Within the records below, how many lines hold the word "StatsError"? Only the number should be returned.

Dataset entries
=-=-=

use std::collections::HashMap;
use std::sync::atomic::{AtomicU64, Ordering};

use hdrhistogram::Histogram;
use parking_lot::Mutex;

use crate::error::{AppError, AppResult, StatsError};

/// Outcome of one request, consumed by the aggregator.
#[derive(Debug, Clone)]
pub struct RequestRecord {
    /// HTTP status code, or `-1` on a transport error.
    pub status: i32,
    pub elapsed_micros: u64,
    pub assert_ok: bool,
    pub error: Option<String>,
}

/// Six status-class counters, one increment per completed request.
#[derive(Debug, Default)]
pub struct StatusCounts {
    pub req_1xx: AtomicU64,
    pub req_2xx: AtomicU64,
    pub req_3xx: AtomicU64,
    pub req_4xx: AtomicU64,
    pub req_5xx: AtomicU64,
    pub others: AtomicU64,
}

impl StatusCounts {
    fn record(&self, status: i32) {
        let counter = match status / 100 {
            1 => &self.req_1xx,
            2 => &self.req_2xx,
            3 => &self.req_3xx,
            4 => &self.req_4xx,
            5 => &self.req_5xx,
            _ => &self.others,
        };
        counter.fetch_add(1, Ordering::Relaxed);
    }

    #[must_use]
    pub fn total(&self) -> u64 {
        self.req_1xx
            .load(Ordering::Relaxed)
            .saturating_add(self.req_2xx.load(Ordering::Relaxed))
            .saturating_add(self.req_3xx.load(Ordering::Relaxed))
            .saturating_add(self.req_4xx.load(Ordering::Relaxed))
            .saturating_add(self.req_5xx.load(Ordering::Relaxed))
            .saturating_add(self.others.load(Ordering::Relaxed))
    }
}

/// Error messages keyed by occurrence count.
#[derive(Debug, Default)]
pub struct ErrorMap {
    entries: Mutex<HashMap<String, u64>>,
}

impl ErrorMap {
    pub fn add(&self, message: &str) {
        let mut entries = self.entries.lock();
        *entries.entry(message.to_owned()).or_insert(0) += 1;
    }

    /// Entries sorted by count descending, message ascending for ties.
    #[must_use]
    pub fn by_frequency(&self) -> Vec<(String, u64)> {
        let mut entries: Vec<(String, u64)> = self
            .entries
            .lock()
            .iter()
            .map(|(message, count)| (message.clone(), *count))
            .collect();
        entries.sort_by(|a, b| b.1.cmp(&a.1).then_with(|| a.0.cmp(&b.0)));
        entries
    }
}

/// Running statistics over requests-per-second samples.
#[derive(Debug, Default)]
struct RpsAccumulator {
    count: u64,
    mean: f64,
    m2: f64,
    max: f64,
}

impl RpsAccumulator {
    fn record(&mut self, sample: f64) {
        self.count += 1;
        let delta = sample - self.mean;
        self.mean += delta / self.count as f64;
        self.m2 += delta * (sample - self.mean);
        if sample > self.max {
            self.max = sample;
        }
    }

    fn stddev(&self) -> f64 {
        if self.count < 2 {
            return 0.0;
        }
        (self.m2 / self.count as f64).sqrt()
    }
}

/// Summary of the requests-per-second samples taken during a run.
#[derive(Debug, Clone, Copy, Default)]
pub struct RpsSummary {
    pub mean: f64,
    pub stddev: f64,
    pub max: f64,
}

/// Summary of the latency histogram, in microseconds.
#[derive(Debug, Clone)]
pub struct LatencySummary {
    pub mean: f64,
    pub stddev: f64,
    pub max: u64,
    pub min: u64,
    /// `(quantile, value_micros)` pairs in ascending quantile order.
    pub percentiles: Vec<(f64, u64)>,
}

/// Concurrently updated aggregates for one run.
///
/// Workers call [`RunStats::record`]; the orchestrator reads everything
/// else after the workers have joined.
#[derive(Debug)]
pub struct RunStats {
    latencies: Mutex<Histogram<u64>>,
    status: StatusCounts,
    errors: ErrorMap,
    assert_failures: AtomicU64,
    since_sample: AtomicU64,
    rps: Mutex<RpsAccumulator>,
    pub bytes_read: AtomicU64,
    pub bytes_written: AtomicU64,
}

impl RunStats {
    /// Creates empty aggregates.
    ///
    /// # Errors
    ///
    /// Returns an error if the latency histogram cannot be created.
    pub fn new() -> AppResult<Self> {
        let latencies = Histogram::<u64>::new(3).map_err(|err| {
            AppError::stats(StatsError::Histogram {
                context: "create latency histogram",
                source: Box::new(err),
            })
        })?;
        Ok(Self {
            latencies: Mutex::new(latencies),
            status: StatusCounts::default(),
            errors: ErrorMap::default(),
            assert_failures: AtomicU64::new(0),
            since_sample: AtomicU64::new(0),
            rps: Mutex::new(RpsAccumulator::default()),
            bytes_read: AtomicU64::new(0),
            bytes_written: AtomicU64::new(0),
        })
    }

    /// Folds one completed request into the aggregates. Every call
    /// increments exactly one status-class counter and one latency bucket.
    pub fn record(&self, record: &RequestRecord) {
        {
            let mut latencies = self.latencies.lock();
            // Auto-resizing histograms only reject zero; clamp it away.
            drop(latencies.record(record.elapsed_micros.max(1)));
        }
        self.status.record(record.status);
        self.since_sample.fetch_add(1, Ordering::Relaxed);
        if !record.assert_ok {
            self.assert_failures.fetch_add(1, Ordering::Relaxed);
        }
        if let Some(message) = record.error.as_deref() {
            self.errors.add(message);
        }
    }

    /// Takes one requests-per-second sample: the number of completions
    /// since the previous sample divided by the elapsed interval.
    pub fn sample_rps(&self, interval_secs: f64) {
        if interval_secs <= 0.0 {
            return;
        }
        let completed = self.since_sample.swap(0, Ordering::Relaxed);
        self.rps.lock().record(completed as f64 / interval_secs);
    }

    pub fn add_bytes_read(&self, bytes: u64) {
        self.bytes_read.fetch_add(bytes, Ordering::Relaxed);
    }

    pub fn add_bytes_written(&self, bytes: u64) {
        self.bytes_written.fetch_add(bytes, Ordering::Relaxed);
    }

    #[must_use]
    pub fn status(&self) -> &StatusCounts {
        &self.status
    }

    #[must_use]
    pub fn errors(&self) -> &ErrorMap {
        &self.errors
    }

    #[must_use]
    pub fn assert_failures(&self) -> u64 {
        self.assert_failures.load(Ordering::Relaxed)
    }

    #[must_use]
    pub fn completed(&self) -> u64 {
        self.status.total()
    }

    #[must_use]
    pub fn latency_summary(&self, quantiles: &[f64]) -> LatencySummary {
        let latencies = self.latencies.lock();
        let percentiles = quantiles
            .iter()
            .map(|&q| (q, latencies.value_at_quantile(q)))
            .collect();
        LatencySummary {
            mean: latencies.mean(),
            stddev: latencies.stdev(),
            max: latencies.max(),
            min: if latencies.len() == 0 {
                0
            } else {
                latencies.min()
            },
            percentiles,
        }
    }

    #[must_use]
    pub fn rps_summary(&self) -> RpsSummary {
        let rps = self.rps.lock();
        RpsSummary {
            mean: rps.mean,
            stddev: rps.stddev(),
            max: rps.max,
        }
    }
}
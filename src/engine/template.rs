use std::collections::BTreeMap;

/// Returns true iff `source` contains at least one complete `${...}` token.
#[must_use]
pub fn contains_placeholder(source: &str) -> bool {
    source
        .find("${")
        .and_then(|start| source.get(start.saturating_add(2)..))
        .is_some_and(|rest| rest.contains('}'))
}

/// Expands `${name}` tokens in `source` against `row`.
///
/// A name absent from `row` is emitted as the literal key text without
/// braces. A dangling `${` with no closing brace is passed through
/// verbatim. An empty `row` yields `source` unchanged.
#[must_use]
pub fn replace(source: &str, row: &BTreeMap<String, String>) -> String {
    if row.is_empty() {
        return source.to_owned();
    }

    let mut rest = source;
    let mut output = String::with_capacity(source.len());

    while let Some(start) = rest.find("${") {
        let (before, token_start) = rest.split_at(start);
        output.push_str(before);
        let after = match token_start.strip_prefix("${") {
            Some(after) => after,
            None => {
                rest = token_start;
                break;
            }
        };
        let Some(end) = after.find('}') else {
            // No closing brace, keep the tail verbatim.
            rest = token_start;
            break;
        };
        let (key, after_end) = after.split_at(end);
        match row.get(key) {
            Some(value) => output.push_str(value),
            None => output.push_str(key),
        }
        rest = after_end.strip_prefix('}').unwrap_or(after_end);
    }

    output.push_str(rest);
    output
}

#[cfg(test)]
mod tests {
    use super::*;

    fn row(pairs: &[(&str, &str)]) -> BTreeMap<String, String> {
        pairs
            .iter()
            .map(|(key, value)| ((*key).to_owned(), (*value).to_owned()))
            .collect()
    }

    #[test]
    fn detects_placeholder() {
        assert!(contains_placeholder("Hello, ${name}"));
        assert!(contains_placeholder("${a}${b}"));
        assert!(!contains_placeholder("Hello, name"));
        assert!(!contains_placeholder("Hello, ${name"));
        assert!(!contains_placeholder("Hello, $name}"));
        assert!(!contains_placeholder(""));
    }

    #[test]
    fn replaces_known_key() {
        let vars = row(&[("name", "barrage")]);
        assert_eq!(replace("Hello, ${name}", &vars), "Hello, barrage");
    }

    #[test]
    fn replaces_multiple_tokens() {
        let vars = row(&[("a", "1"), ("b", "2")]);
        assert_eq!(replace("${a}+${b}=${a}${b}", &vars), "1+2=12");
    }

    #[test]
    fn missing_key_emits_key_text() {
        let vars = row(&[("name", "x")]);
        assert_eq!(replace("Hello, ${nope}", &vars), "Hello, nope");
    }

    #[test]
    fn dangling_token_passes_through() {
        let vars = row(&[("name", "x")]);
        assert_eq!(replace("Hello, ${name", &vars), "Hello, ${name");
    }

    #[test]
    fn empty_row_is_unchanged() {
        let vars = BTreeMap::new();
        assert_eq!(replace("Hello, ${name}", &vars), "Hello, ${name}");
    }

    #[test]
    fn replace_is_idempotent_for_plain_values() {
        let vars = row(&[("name", "plain"), ("id", "42")]);
        let once = replace("u=${name}&id=${id}&x=${missing}", &vars);
        let twice = replace(&once, &vars);
        assert_eq!(once, twice);
    }
}
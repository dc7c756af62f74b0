use thiserror::Error;

#[derive(Debug, Error)]
pub enum ConfigError {
    #[error("Target URL is required.")]
    MissingUrl,
    #[error("Invalid URL '{url}': {source}")]
    InvalidUrl {
        url: String,
        #[source]
        source: url::ParseError,
    },
    #[error("Failed to decode URL '{url}'.")]
    UrlDecode { url: String },
    #[error("HTTP method is required.")]
    MissingMethod,
    #[error("Invalid HTTP method '{method}'.")]
    InvalidMethod { method: String },
    #[error("Number of connections must be greater than zero.")]
    ZeroConnections,
    #[error("Either a request count or a duration is required.")]
    MissingWorkload,
    #[error("Number of requests must be greater than zero.")]
    ZeroRequests,
    #[error("Duration must be greater than zero.")]
    ZeroDuration,
    #[error("Rate must be greater than zero.")]
    ZeroRate,
    #[error("Malformed header '{header}' (expected 'Key: Value').")]
    MalformedHeader { header: String },
    #[error("Invalid scope '{scope}' (expected request, connection, or global).")]
    InvalidScope { scope: String },
    #[error("Invalid client type '{client}' (expected fast, h1, or h2).")]
    InvalidClientType { client: String },
    #[error("Invalid assertion condition '{condition}'.")]
    InvalidCondition { condition: String },
    #[error("A payload source requires variable names.")]
    MissingVariableNames,
}
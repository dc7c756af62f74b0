use std::io::{Read, Write};
use std::net::{Shutdown, TcpListener, TcpStream};
use std::sync::mpsc;
use std::thread;
use std::time::Duration;

pub struct ServerHandle {
    shutdown: mpsc::Sender<()>,
    thread: Option<thread::JoinHandle<()>>,
}

impl Drop for ServerHandle {
    fn drop(&mut self) {
        let _send_result = self.shutdown.send(());
        if let Some(handle) = self.thread.take() {
            drop(handle.join());
        }
    }
}

/// Spawns a lightweight HTTP server that answers every request with
/// `200 OK` and the given JSON body.
///
/// # Errors
///
/// Returns an error if the listener cannot be created or configured.
pub fn spawn_http_server(body: &'static str) -> Result<(String, ServerHandle), String> {
    let listener = TcpListener::bind("127.0.0.1:0")
        .map_err(|err| format!("bind test server failed: {}", err))?;
    let addr = listener
        .local_addr()
        .map_err(|err| format!("server addr failed: {}", err))?;
    listener
        .set_nonblocking(true)
        .map_err(|err| format!("set_nonblocking failed: {}", err))?;

    let (shutdown_tx, shutdown_rx) = mpsc::channel();

    let handle = thread::spawn(move || {
        loop {
            if shutdown_rx.try_recv().is_ok() {
                break;
            }

            match listener.accept() {
                Ok((stream, _)) => {
                    thread::spawn(move || handle_client(stream, body));
                }
                Err(err) if err.kind() == std::io::ErrorKind::WouldBlock => {
                    thread::sleep(Duration::from_millis(10));
                }
                Err(_) => break,
            }
        }
    });

    Ok((
        format!("http://{}", addr),
        ServerHandle {
            shutdown: shutdown_tx,
            thread: Some(handle),
        },
    ))
}

fn handle_client(mut stream: TcpStream, body: &str) {
    let mut buffer = [0u8; 4096];
    if stream.read(&mut buffer).is_err() {
        return;
    }
    let response = format!(
        "HTTP/1.1 200 OK\r\nContent-Type: application/json\r\nContent-Length: {}\r\nConnection: close\r\n\r\n{}",
        body.len(),
        body
    );
    if stream.write_all(response.as_bytes()).is_err() {
        return;
    }
    if stream.flush().is_err() {
        return;
    }
    drop(stream.shutdown(Shutdown::Both));
}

=-=-=

**EXERCISE RESULT**
2